Are you working for a jerk or even worse a bully boss? As I wrote in my article “The Courage to Take Moral Action,” if it gets to the point where you need to move on to a new job, you want to make sure you don’t end up in the same boat again at your new job. There are some things you can do as you look for your new job that will help.
The most important thing you need to do is to decide how important it is to you to avoid ever again working for an asshole as bad as the one you are trying to get away from. If it is not at the top or your priority list, you will likely compromise somewhere along the way and risk eventually being right back where you started.
Before you go look for your new job, take an honest look inside yourself and ask what you might have done to contribute to your current misery. It is not your fault you are being bullied at work, but some parts of your situation might be your responsibility. Did you take your current position for the wrong reasons? Did you fail to do a diligent background check of the organization and your boss? Did you discount bad news or warning signals you had about this company or your boss before you took the job? Once on the job and the bullying started, did you address the behavior quickly and effectively or did you hold out unreasonable hope?

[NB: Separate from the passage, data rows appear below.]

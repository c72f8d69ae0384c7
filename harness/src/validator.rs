//! Response validation
//!
//! Compares one response against one declared expectation and reports every
//! mismatched check at once, not just the first.

use std::fmt;

use serde_json::Value;

use crate::client::ApiResponse;

/// Expected HTTP status: one exact code, or any of a small set where the
/// contract allows alternatives (e.g. DELETE returning 200 or 204).
#[derive(Clone, Debug, PartialEq, Eq)]
pub enum StatusExpectation {
    Exactly(u16),
    OneOf(&'static [u16]),
}

impl StatusExpectation {
    pub fn matches(&self, actual: u16) -> bool {
        match self {
            StatusExpectation::Exactly(code) => *code == actual,
            StatusExpectation::OneOf(codes) => codes.contains(&actual),
        }
    }

    /// True when the expectation names only success codes.
    pub fn expects_success(&self) -> bool {
        match self {
            StatusExpectation::Exactly(code) => (200..300).contains(code),
            StatusExpectation::OneOf(codes) => codes.iter().all(|code| (200..300).contains(code)),
        }
    }
}

impl fmt::Display for StatusExpectation {
    fn fmt(&self, f: &mut fmt::Formatter<'_>) -> fmt::Result {
        match self {
            StatusExpectation::Exactly(code) => write!(f, "{}", code),
            StatusExpectation::OneOf(codes) => {
                let rendered: Vec<String> = codes.iter().map(u16::to_string).collect();
                write!(f, "one of [{}]", rendered.join(", "))
            }
        }
    }
}

/// One field-level check against a response.
#[derive(Clone, Debug)]
pub enum FieldCheck {
    /// Named top-level field equals the given JSON value
    Equals(&'static str, Value),
    /// Named top-level field exists and is not null
    Present(&'static str),
    /// Body parses as a JSON array with at least one element
    NonEmptyArray,
    /// Named header value contains the given substring
    HeaderContains(&'static str, &'static str),
}

/// Everything one step expects from its response.
#[derive(Clone, Debug)]
pub struct ExpectedOutcome {
    pub status: StatusExpectation,
    pub checks: Vec<FieldCheck>,
}

impl ExpectedOutcome {
    pub fn status(code: u16) -> Self {
        Self {
            status: StatusExpectation::Exactly(code),
            checks: Vec::new(),
        }
    }

    pub fn status_one_of(codes: &'static [u16]) -> Self {
        Self {
            status: StatusExpectation::OneOf(codes),
            checks: Vec::new(),
        }
    }

    pub fn field_equals(mut self, name: &'static str, value: impl Into<Value>) -> Self {
        self.checks.push(FieldCheck::Equals(name, value.into()));
        self
    }

    pub fn field_present(mut self, name: &'static str) -> Self {
        self.checks.push(FieldCheck::Present(name));
        self
    }

    pub fn non_empty_array(mut self) -> Self {
        self.checks.push(FieldCheck::NonEmptyArray);
        self
    }

    pub fn header_contains(mut self, header: &'static str, needle: &'static str) -> Self {
        self.checks.push(FieldCheck::HeaderContains(header, needle));
        self
    }

    pub fn expects_success(&self) -> bool {
        self.status.expects_success()
    }
}

/// Aggregate of every failed check for one response.
#[derive(Clone, Debug)]
pub struct Mismatch {
    pub problems: Vec<String>,
}

impl fmt::Display for Mismatch {
    fn fmt(&self, f: &mut fmt::Formatter<'_>) -> fmt::Result {
        write!(f, "{}", self.problems.join("; "))
    }
}

/// Compare one response against one expectation, collecting every failed check.
pub fn validate(response: &ApiResponse, expected: &ExpectedOutcome) -> Result<(), Mismatch> {
    let mut problems = Vec::new();

    if !expected.status.matches(response.status) {
        problems.push(format!(
            "status: expected {}, got {}",
            expected.status, response.status
        ));
    }

    for check in &expected.checks {
        match check {
            FieldCheck::Equals(name, want) => match response.field(name) {
                Some(got) if &got == want => {}
                Some(got) => problems.push(format!("field '{}': expected {}, got {}", name, want, got)),
                None => problems.push(format!("field '{}': expected {}, field absent", name, want)),
            },
            FieldCheck::Present(name) => match response.field(name) {
                Some(value) if !value.is_null() => {}
                _ => problems.push(format!("field '{}': expected a non-null value", name)),
            },
            FieldCheck::NonEmptyArray => match response.json() {
                Some(Value::Array(items)) if !items.is_empty() => {}
                Some(Value::Array(_)) => {
                    problems.push("body: expected a non-empty array, got an empty one".to_string())
                }
                _ => problems.push("body: expected a JSON array".to_string()),
            },
            FieldCheck::HeaderContains(header, needle) => match response.header(header) {
                Some(value) if value.contains(needle) => {}
                Some(value) => problems.push(format!(
                    "header '{}': expected to contain '{}', got '{}'",
                    header, needle, value
                )),
                None => problems.push(format!("header '{}': missing", header)),
            },
        }
    }

    if problems.is_empty() {
        Ok(())
    } else {
        Err(Mismatch { problems })
    }
}
//! In-memory collections and payload validation
//!
//! Stored rows are schema-less JSON objects; validation enforces the
//! contract the harness probes: required non-blank strings, positive
//! numeric fields, parseable dates, and strict field typing.

use std::collections::BTreeMap;

use chrono::{DateTime, NaiveDate};
use serde_json::{Map, Value};
use tokio::sync::Mutex;

use shared::{Author, Book};

/// Why a payload was refused.
#[derive(Debug, PartialEq, Eq)]
pub enum Rejection {
    /// Missing, blank or out-of-range field value
    Invalid(String),
    /// Field present but of the wrong JSON type
    WrongType(String),
}

pub struct ApiState {
    pub authors: Mutex<BTreeMap<i64, Value>>,
    pub books: Mutex<BTreeMap<i64, Value>>,
}

impl ApiState {
    pub fn new() -> Self {
        Self {
            authors: Mutex::new(BTreeMap::new()),
            books: Mutex::new(BTreeMap::new()),
        }
    }

    /// A store with a few rows in each collection, so list endpoints are
    /// non-empty from the first request.
    pub fn seeded() -> Self {
        let mut authors = BTreeMap::new();
        for author in [
            Author::new(1, Some("Ada Lovelace"), Some("Mathematician and writer"), Some("1815-12-10")),
            Author::new(2, Some("Alan Turing"), Some("Computing pioneer"), Some("1912-06-23")),
            Author::new(3, Some("Grace Hopper"), Some("Compiler pioneer"), Some("1906-12-09")),
        ] {
            authors.insert(author.id, to_row(&author));
        }

        let mut books = BTreeMap::new();
        for book in [
            Book::new(1, Some("The Analytical Engine"), Some("Notes on computation"), Some(320), Some("On the engine."), Some("1843-01-01T00:00:00Z")),
            Book::new(2, Some("Computing Machinery"), Some("Essays on machine intelligence"), Some(180), Some("Can machines think?"), Some("1950-10-01T00:00:00Z")),
            Book::new(3, Some("Compilers in Practice"), Some("From FLOW-MATIC onward"), Some(240), Some("A compiler story."), Some("1959-05-01T00:00:00Z")),
        ] {
            books.insert(book.id, to_row(&book));
        }

        Self {
            authors: Mutex::new(authors),
            books: Mutex::new(books),
        }
    }
}

impl Default for ApiState {
    fn default() -> Self {
        Self::new()
    }
}

fn to_row<T: serde::Serialize>(resource: &T) -> Value {
    serde_json::to_value(resource).expect("seed rows serialize to JSON")
}

/// Validate an Author payload, returning its id.
pub fn validate_author(value: &Value) -> Result<i64, Rejection> {
    let object = as_object(value)?;
    let id = require_positive_int(object, "id")?;
    require_non_blank_string(object, "name")?;
    optional_plain_date(object, "birthDate")?;
    Ok(id)
}

/// Validate a Book payload, returning its id.
pub fn validate_book(value: &Value) -> Result<i64, Rejection> {
    let object = as_object(value)?;
    let id = require_positive_int(object, "id")?;
    require_non_blank_string(object, "title")?;
    require_positive_int(object, "pageCount")?;
    optional_datetime(object, "publishDate")?;
    Ok(id)
}

fn as_object(value: &Value) -> Result<&Map<String, Value>, Rejection> {
    value
        .as_object()
        .ok_or_else(|| Rejection::Invalid("body must be a JSON object".to_string()))
}

fn require_positive_int(object: &Map<String, Value>, key: &str) -> Result<i64, Rejection> {
    match object.get(key) {
        None | Some(Value::Null) => Err(Rejection::Invalid(format!("'{}' is required", key))),
        Some(Value::Number(number)) => number
            .as_i64()
            .filter(|value| *value > 0)
            .ok_or_else(|| Rejection::Invalid(format!("'{}' must be a positive integer", key))),
        Some(_) => Err(Rejection::WrongType(format!("'{}' must be a number", key))),
    }
}

fn require_non_blank_string(object: &Map<String, Value>, key: &str) -> Result<(), Rejection> {
    match object.get(key) {
        None | Some(Value::Null) => Err(Rejection::Invalid(format!("'{}' is required", key))),
        Some(Value::String(text)) if text.trim().is_empty() => {
            Err(Rejection::Invalid(format!("'{}' must not be blank", key)))
        }
        Some(Value::String(_)) => Ok(()),
        Some(_) => Err(Rejection::WrongType(format!("'{}' must be a string", key))),
    }
}

fn optional_plain_date(object: &Map<String, Value>, key: &str) -> Result<(), Rejection> {
    match object.get(key) {
        None | Some(Value::Null) => Ok(()),
        Some(Value::String(text)) => NaiveDate::parse_from_str(text, "%Y-%m-%d")
            .map(|_| ())
            .map_err(|_| Rejection::Invalid(format!("'{}' must be a YYYY-MM-DD date", key))),
        Some(_) => Err(Rejection::WrongType(format!("'{}' must be a string", key))),
    }
}

fn optional_datetime(object: &Map<String, Value>, key: &str) -> Result<(), Rejection> {
    match object.get(key) {
        None | Some(Value::Null) => Ok(()),
        Some(Value::String(text)) => DateTime::parse_from_rfc3339(text)
            .map(|_| ())
            .map_err(|_| Rejection::Invalid(format!("'{}' must be an ISO-8601 datetime", key))),
        Some(_) => Err(Rejection::WrongType(format!("'{}' must be a string", key))),
    }
}

#[cfg(test)]
mod tests {
    use super::*;
    use serde_json::json;

    #[test]
    fn valid_book_passes_and_returns_its_id() {
        let value = json!({
            "id": 5001,
            "title": "TC02 Happy Path",
            "description": "Valid Book",
            "pageCount": 120,
            "excerpt": "Excerpt",
            "publishDate": "2023-01-01T00:00:00Z"
        });

        assert_eq!(validate_book(&value), Ok(5001));
    }

    #[test]
    fn missing_and_blank_titles_are_invalid() {
        let missing = json!({"id": 10, "pageCount": 100});
        let null = json!({"id": 10, "title": null, "pageCount": 100});
        let blank = json!({"id": 10, "title": "   ", "pageCount": 100});

        for value in [missing, null, blank] {
            assert!(matches!(validate_book(&value), Err(Rejection::Invalid(_))));
        }
    }

    #[test]
    fn wrong_typed_page_count_is_a_type_rejection() {
        let value = json!({"id": 10, "title": "T", "pageCount": "ten"});
        assert!(matches!(validate_book(&value), Err(Rejection::WrongType(_))));
    }

    #[test]
    fn zero_and_negative_numbers_are_invalid() {
        let zero = json!({"id": 10, "title": "T", "pageCount": 0});
        let negative = json!({"id": 10, "title": "T", "pageCount": -5});
        let bad_id = json!({"id": 0, "title": "T", "pageCount": 10});

        for value in [zero, negative, bad_id] {
            assert!(matches!(validate_book(&value), Err(Rejection::Invalid(_))));
        }
    }

    #[test]
    fn malformed_dates_are_invalid() {
        let book = json!({"id": 10, "title": "T", "pageCount": 10, "publishDate": "31-12-2024"});
        assert!(matches!(validate_book(&book), Err(Rejection::Invalid(_))));

        let author = json!({"id": 10, "name": "N", "birthDate": "12/31/1980"});
        assert!(matches!(validate_author(&author), Err(Rejection::Invalid(_))));
    }

    #[test]
    fn author_requires_name_and_positive_id() {
        let ok = json!({"id": 6001, "name": "TC02 Happy Path", "bio": "Author bio", "birthDate": "1980-01-01"});
        assert_eq!(validate_author(&ok), Ok(6001));

        let negative = json!({"id": -1, "name": "Negative ID"});
        assert!(matches!(validate_author(&negative), Err(Rejection::Invalid(_))));

        let string_id = json!({"id": "abc", "name": "Type Probe"});
        assert!(matches!(validate_author(&string_id), Err(Rejection::WrongType(_))));
    }

    #[test]
    fn seeded_state_has_rows_in_both_collections() {
        let state = ApiState::seeded();

        assert_eq!(state.authors.try_lock().unwrap().len(), 3);
        assert_eq!(state.books.try_lock().unwrap().len(), 3);
    }
}
//! Shared error types for the contract-test harness
//!
//! Expectation mismatches are deliberately NOT errors; they are recorded as
//! data in the suite report. This enum covers the conditions that make a
//! step (or the whole run) unable to proceed.

use thiserror::Error;

#[derive(Error, Debug)]
pub enum HarnessError {
    #[error("Configuration error: {message}")]
    Config { message: String },

    #[error("Invalid base URL: {0}")]
    InvalidBaseUrl(#[from] url::ParseError),

    #[error("Transport failure: {0}")]
    Transport(#[from] reqwest::Error),

    #[error("Fixture '{name}' was never set in this suite run")]
    MissingFixture { name: String },
}

pub type HarnessResult<T> = Result<T, HarnessError>;
//! Execution-engine semantics
//!
//! A failed expectation is local to its step: the run continues, the failed
//! step's fixture writes are suppressed, and downstream dependents surface a
//! missing-fixture error (harness bug) instead of an expectation mismatch
//! (server bug).

mod common;

use std::time::Duration;

use assert_matches::assert_matches;
use common::spawn_target;
use harness::{
    ExpectedOutcome, FixtureState, IdSource, LifecycleRunner, Operation, Payload, Priority,
    ResourceClient, Step, StepError, StepOutcome,
};
use serde_json::json;
use shared::{Book, HarnessConfig};

fn valid_book(id: i64) -> Payload {
    Payload::resource(&Book::new(id, Some("Runner Probe"), Some("desc"), Some(50), Some("ex"), Some("2020-01-01T00:00:00Z")))
}

fn invalid_book() -> Payload {
    Payload::resource(&Book::new(0, None, Some("no title"), Some(50), Some("ex"), Some("2020-01-01T00:00:00Z")))
}

#[tokio::test]
async fn a_failed_step_does_not_stop_the_run() {
    let (_server, config) = spawn_target().await;
    let client = ResourceClient::books(&config);
    let runner = LifecycleRunner::new(&client);
    let mut fixtures = FixtureState::new();

    let steps = vec![
        // Deliberately wrong expectation: the server rejects this payload.
        Step::new(
            Priority::P1,
            "create without a title, wrongly expecting success",
            Operation::Create(invalid_book()),
            ExpectedOutcome::status(201),
        ),
        Step::new(
            Priority::P2,
            "list still runs after the failure",
            Operation::ListAll,
            ExpectedOutcome::status(200).non_empty_array(),
        ),
    ];

    let report = runner.run("failure-isolation", &steps, &mut fixtures).await;

    assert_eq!(report.failed(), 1);
    assert_eq!(report.passed(), 1);
    assert_matches!(report.steps[0].outcome, StepOutcome::Failed(_));
    assert_matches!(report.steps[1].outcome, StepOutcome::Passed);
}

#[tokio::test]
async fn a_failed_step_never_publishes_its_fixture_writes() {
    let (_server, config) = spawn_target().await;
    let client = ResourceClient::books(&config);
    let runner = LifecycleRunner::new(&client);
    let mut fixtures = FixtureState::new();

    let steps = vec![
        Step::new(
            Priority::P1,
            "create that fails its expectation",
            Operation::Create(invalid_book()),
            ExpectedOutcome::status(201),
        )
        .save_field("createdBookId", "id"),
        Step::new(
            Priority::P2,
            "read depending on the suppressed fixture",
            Operation::GetById(IdSource::Fixture("createdBookId")),
            ExpectedOutcome::status(200),
        ),
    ];

    let report = runner.run("fixture-suppression", &steps, &mut fixtures).await;

    assert_matches!(report.steps[0].outcome, StepOutcome::Failed(_));
    assert_matches!(
        &report.steps[1].outcome,
        StepOutcome::Error(StepError::MissingFixture { name }) if name == "createdBookId"
    );
    assert!(fixtures.is_empty());
}

#[tokio::test]
async fn a_passing_step_publishes_fixtures_for_later_steps() {
    let (_server, config) = spawn_target().await;
    let client = ResourceClient::books(&config);
    let runner = LifecycleRunner::new(&client);
    let mut fixtures = FixtureState::new();

    let steps = vec![
        Step::new(
            Priority::P1,
            "create a book",
            Operation::Create(valid_book(9001)),
            ExpectedOutcome::status(201),
        )
        .save_field("createdBookId", "id"),
        Step::new(
            Priority::P1,
            "read it back by the recorded id",
            Operation::GetById(IdSource::Fixture("createdBookId")),
            ExpectedOutcome::status(200).field_equals("title", "Runner Probe"),
        ),
        Step::new(
            Priority::P1,
            "delete it by the recorded id",
            Operation::Delete(IdSource::Fixture("createdBookId")),
            ExpectedOutcome::status_one_of(&[200, 204]),
        ),
    ];

    let report = runner.run("fixture-threading", &steps, &mut fixtures).await;

    assert!(report.is_success(), "unexpected outcomes:\n{}", report);
    assert_eq!(fixtures.id("createdBookId").unwrap().as_str(), "9001");
}

#[tokio::test]
async fn fixture_state_is_reset_at_the_start_of_every_run() {
    let (_server, config) = spawn_target().await;
    let client = ResourceClient::books(&config);
    let runner = LifecycleRunner::new(&client);

    let mut fixtures = FixtureState::new();
    fixtures.set("leftover", json!(12345));

    let steps = vec![Step::new(
        Priority::P1,
        "read a fixture from a previous suite",
        Operation::GetById(IdSource::Fixture("leftover")),
        ExpectedOutcome::status(200),
    )];

    let report = runner.run("reset-semantics", &steps, &mut fixtures).await;

    // The stale value must not leak in; the read fails as a harness error.
    assert_matches!(
        &report.steps[0].outcome,
        StepOutcome::Error(StepError::MissingFixture { name }) if name == "leftover"
    );
}

#[tokio::test]
async fn transport_failure_is_an_error_on_the_affected_step_only() {
    // Nothing listens on port 9; every call fails at the transport layer.
    let config = HarnessConfig::from_base_url("http://127.0.0.1:9")
        .unwrap()
        .with_timeout(Duration::from_secs(2));
    let client = ResourceClient::books(&config);
    let runner = LifecycleRunner::new(&client);
    let mut fixtures = FixtureState::new();

    let steps = vec![
        Step::new(
            Priority::P1,
            "list against an unreachable server",
            Operation::ListAll,
            ExpectedOutcome::status(200),
        ),
        Step::new(
            Priority::P2,
            "second step still executes",
            Operation::GetById(IdSource::from(1)),
            ExpectedOutcome::status(200),
        ),
    ];

    let report = runner.run("transport-errors", &steps, &mut fixtures).await;

    assert_eq!(report.errors(), 2);
    assert_eq!(report.failed(), 0);
    assert_matches!(report.steps[0].outcome, StepOutcome::Error(StepError::Transport { .. }));
    assert_matches!(report.steps[1].outcome, StepOutcome::Error(StepError::Transport { .. }));
}
//! Books API suites
//!
//! Lifecycle flow mirrors the Authors suite and adds the header validation
//! and special-character id probes.

use shared::{Book, HarnessConfig};

use crate::catalog::{CaseCatalog, Priority};
use crate::client::{Payload, ResourceClient};
use crate::fixtures::FixtureState;
use crate::report::SuiteReport;
use crate::runner::{IdSource, LifecycleRunner, Operation, Step};
use crate::validator::ExpectedOutcome;

const CREATED_BOOK_ID: &str = "createdBookId";
const ANOTHER_BOOK_ID: &str = "anotherBookId";

/// Ordered CRUD flow over the Books collection.
pub async fn lifecycle(config: &HarnessConfig) -> SuiteReport {
    let client = ResourceClient::books(config);
    let runner = LifecycleRunner::new(&client);
    let mut fixtures = FixtureState::new();

    runner.run("books-lifecycle", &lifecycle_steps(), &mut fixtures).await
}

/// Every catalog case for the Books collection, as independent probes.
pub async fn cases(config: &HarnessConfig) -> SuiteReport {
    let client = ResourceClient::books(config);
    let runner = LifecycleRunner::new(&client);
    let mut fixtures = FixtureState::new();

    let catalog = CaseCatalog::books();
    let steps = super::steps_from_catalog(&catalog, seed_book);

    runner.run("books-cases", &steps, &mut fixtures).await
}

fn seed_book(id: i64) -> Payload {
    Payload::resource(&Book::new(id, Some("Seed Book"), Some("Seeded for update probes"), Some(10), Some("Seed"), Some("2020-01-01T00:00:00Z")))
}

fn lifecycle_steps() -> Vec<Step> {
    let valid_book = Book::new(101, Some("API Automation for Dummies"), Some("Practical guide to modern API automation"), Some(200), Some("Learn API testing step by step."), Some("2023-09-01T00:00:00Z"));
    let updated_book = Book::new(101, Some("API Automation for Dummies"), Some("Updated desc"), Some(200), Some("Learn API testing step by step."), Some("2023-09-01T00:00:00Z"));
    let another_book = Book::new(102, Some("Clean REST Design"), Some("API design best practices"), Some(120), Some("REST for everyone."), Some("2022-06-01T00:00:00Z"));

    vec![
        Step::new(
            Priority::P1,
            "TC01 - Get all books",
            Operation::ListAll,
            ExpectedOutcome::status(200).non_empty_array(),
        ),
        Step::new(
            Priority::P1,
            "TC02 - Create new book",
            Operation::Create(Payload::resource(&valid_book)),
            ExpectedOutcome::status(201).field_equals("title", "API Automation for Dummies"),
        )
        .save_field(CREATED_BOOK_ID, "id"),
        Step::new(
            Priority::P1,
            "TC16 - Create book missing title",
            Operation::Create(Payload::resource(&Book::new(0, None, Some("Missing title"), Some(150), Some("Excerpt"), Some("2023-09-01T00:00:00Z")))),
            ExpectedOutcome::status(400),
        ),
        Step::new(
            Priority::P1,
            "TC23 - Create book with blank title",
            Operation::Create(Payload::resource(&Book::new(0, Some("   "), Some("Blank title"), Some(100), Some("Excerpt"), Some("2023-09-01T00:00:00Z")))),
            ExpectedOutcome::status(400),
        ),
        Step::new(
            Priority::P1,
            "TC27 - Create book with string in pageCount",
            Operation::Create(Payload::raw(r#"{"id":0,"title":"Test","description":"desc","pageCount":"ten","excerpt":"ex","publishDate":"2023-09-01T00:00:00Z"}"#)),
            ExpectedOutcome::status_one_of(&[400, 422]),
        ),
        Step::new(
            Priority::P1,
            "TC33 - Send POST request with malformed JSON",
            Operation::Create(Payload::raw(r#"{"id":, "title":"Missing value""#)),
            ExpectedOutcome::status(400),
        ),
        Step::new(
            Priority::P2,
            "TC03 - Get book by ID (just created)",
            Operation::GetById(IdSource::Fixture(CREATED_BOOK_ID)),
            ExpectedOutcome::status(200).field_equals("title", "API Automation for Dummies"),
        ),
        Step::new(
            Priority::P2,
            "TC04 - Update book",
            Operation::Update(
                IdSource::Fixture(CREATED_BOOK_ID),
                Payload::resource(&updated_book),
            ),
            ExpectedOutcome::status(200).field_equals("description", "Updated desc"),
        ),
        Step::new(
            Priority::P2,
            "Read back the updated book",
            Operation::GetById(IdSource::Fixture(CREATED_BOOK_ID)),
            ExpectedOutcome::status(200).field_equals("description", "Updated desc"),
        ),
        Step::new(
            Priority::P2,
            "TC05 - Delete book",
            Operation::Delete(IdSource::Fixture(CREATED_BOOK_ID)),
            ExpectedOutcome::status_one_of(&[200, 204]),
        ),
        Step::new(
            Priority::P2,
            "Deleted book is gone",
            Operation::GetById(IdSource::Fixture(CREATED_BOOK_ID)),
            ExpectedOutcome::status(404),
        ),
        Step::new(
            Priority::P2,
            "TC11 - Get book by non-existing ID",
            Operation::GetById(IdSource::from(999999)),
            ExpectedOutcome::status(404),
        ),
        Step::new(
            Priority::P3,
            "TC06 - Create another book",
            Operation::Create(Payload::resource(&another_book)),
            ExpectedOutcome::status(201),
        )
        .save_field(ANOTHER_BOOK_ID, "id"),
        Step::new(
            Priority::P3,
            "TC06 - Get book by another valid ID",
            Operation::GetById(IdSource::Fixture(ANOTHER_BOOK_ID)),
            ExpectedOutcome::status(200).field_equals("title", "Clean REST Design"),
        ),
        Step::new(
            Priority::P3,
            "TC07 - Create new book (all valid fields)",
            Operation::Create(Payload::resource(&Book::new(103, Some("Test Driven API"), Some("All fields test"), Some(80), Some("Excerpt"), Some("2023-01-01T00:00:00Z")))),
            ExpectedOutcome::status(201).field_equals("title", "Test Driven API"),
        ),
        Step::new(
            Priority::P3,
            "TC08 - Update existing book with new data",
            Operation::Update(
                IdSource::from(103),
                Payload::resource(&Book::new(103, Some("Updated Title"), Some("Updated Desc"), Some(90), Some("Updated Excerpt"), Some("2023-01-01T00:00:00Z"))),
            ),
            ExpectedOutcome::status(200).field_equals("title", "Updated Title"),
        ),
        Step::new(
            Priority::P3,
            "TC09 - Delete a different existing book",
            Operation::Delete(IdSource::Fixture(ANOTHER_BOOK_ID)),
            ExpectedOutcome::status_one_of(&[200, 204]),
        ),
        Step::new(
            Priority::P3,
            "TC10 - List all books after CRUD operations",
            Operation::ListAll,
            ExpectedOutcome::status(200).non_empty_array(),
        ),
        Step::new(
            Priority::P3,
            "TC39 - Content-Type header validation",
            Operation::ListAll,
            ExpectedOutcome::status(200).header_contains("Content-Type", "application/json"),
        ),
        Step::new(
            Priority::P3,
            "TC38 - Get book by special-character ID",
            Operation::GetById(IdSource::from("!@#%")),
            ExpectedOutcome::status_one_of(&[400, 422]),
        ),
    ]
}
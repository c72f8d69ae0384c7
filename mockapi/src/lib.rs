//! In-process Bookstore API
//!
//! Implements the contract the harness exercises: CRUD over
//! `/api/v1/Authors` and `/api/v1/Books` with in-memory storage. Used by the
//! integration tests to run suites hermetically, without the public API.

pub mod routes;
pub mod state;

use std::net::SocketAddr;
use std::sync::Arc;

use axum::routing::get;
use axum::Router;
use tokio::net::TcpListener;
use tokio::task::JoinHandle;

pub use state::ApiState;

/// Build the router over the given state.
pub fn router(state: Arc<ApiState>) -> Router {
    Router::new()
        .route(
            "/api/v1/Authors",
            get(routes::list_authors).post(routes::create_author),
        )
        .route(
            "/api/v1/Authors/:id",
            get(routes::get_author)
                .put(routes::update_author)
                .delete(routes::delete_author),
        )
        .route(
            "/api/v1/Books",
            get(routes::list_books).post(routes::create_book),
        )
        .route(
            "/api/v1/Books/:id",
            get(routes::get_book)
                .put(routes::update_book)
                .delete(routes::delete_book),
        )
        .with_state(state)
}

/// Running mock server bound to an ephemeral local port. The server task is
/// aborted when this handle drops.
pub struct MockApi {
    addr: SocketAddr,
    handle: JoinHandle<()>,
}

impl MockApi {
    pub fn addr(&self) -> SocketAddr {
        self.addr
    }

    pub fn base_url(&self) -> String {
        format!("http://{}", self.addr)
    }
}

impl Drop for MockApi {
    fn drop(&mut self) {
        self.handle.abort();
    }
}

/// Serve a freshly seeded API on an ephemeral port.
pub async fn spawn() -> std::io::Result<MockApi> {
    let state = Arc::new(ApiState::seeded());
    let app = router(state);

    let listener = TcpListener::bind("127.0.0.1:0").await?;
    let addr = listener.local_addr()?;

    let handle = tokio::spawn(async move {
        if let Err(error) = axum::serve(listener, app).await {
            tracing::error!("mock api stopped: {}", error);
        }
    });

    tracing::debug!("mock api listening on {}", addr);
    Ok(MockApi { addr, handle })
}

If you find something inside yourself that contributed to your current situation, confront and address it before you move on.
Now go find the job you want and deserve, not the job you need. You have no control over what the folks you interview with will do, but for your part, give them a realistic preview of your expectations. In very positive terms, describe how important it is for you to work for people that treat others with respect and dignity. Tell them that you thrive in an environment like that and aspire to lead like that yourself when given the opportunity. Ask to see their policies on workplace harassment and bullying. If they don’t have specific policies like that, ask why not? Listen carefully to how they respond.
Make sure they understand a healthy corporate culture and ethical leadership are very important to you. This will be a good signal to send to companies that operate accordingly and a bad signal to those that don’t. If they balk at your signal for any reason, shake the dust off your feet and move on.
Be patient, but be resolute. Even in a good economy it could take a while to sort through the chaff. And even if you do your best to put all your cards on the table there is no guarantee that the company you are interviewing with will do the same. But it’s the best you can do and it’s worth the time and effort.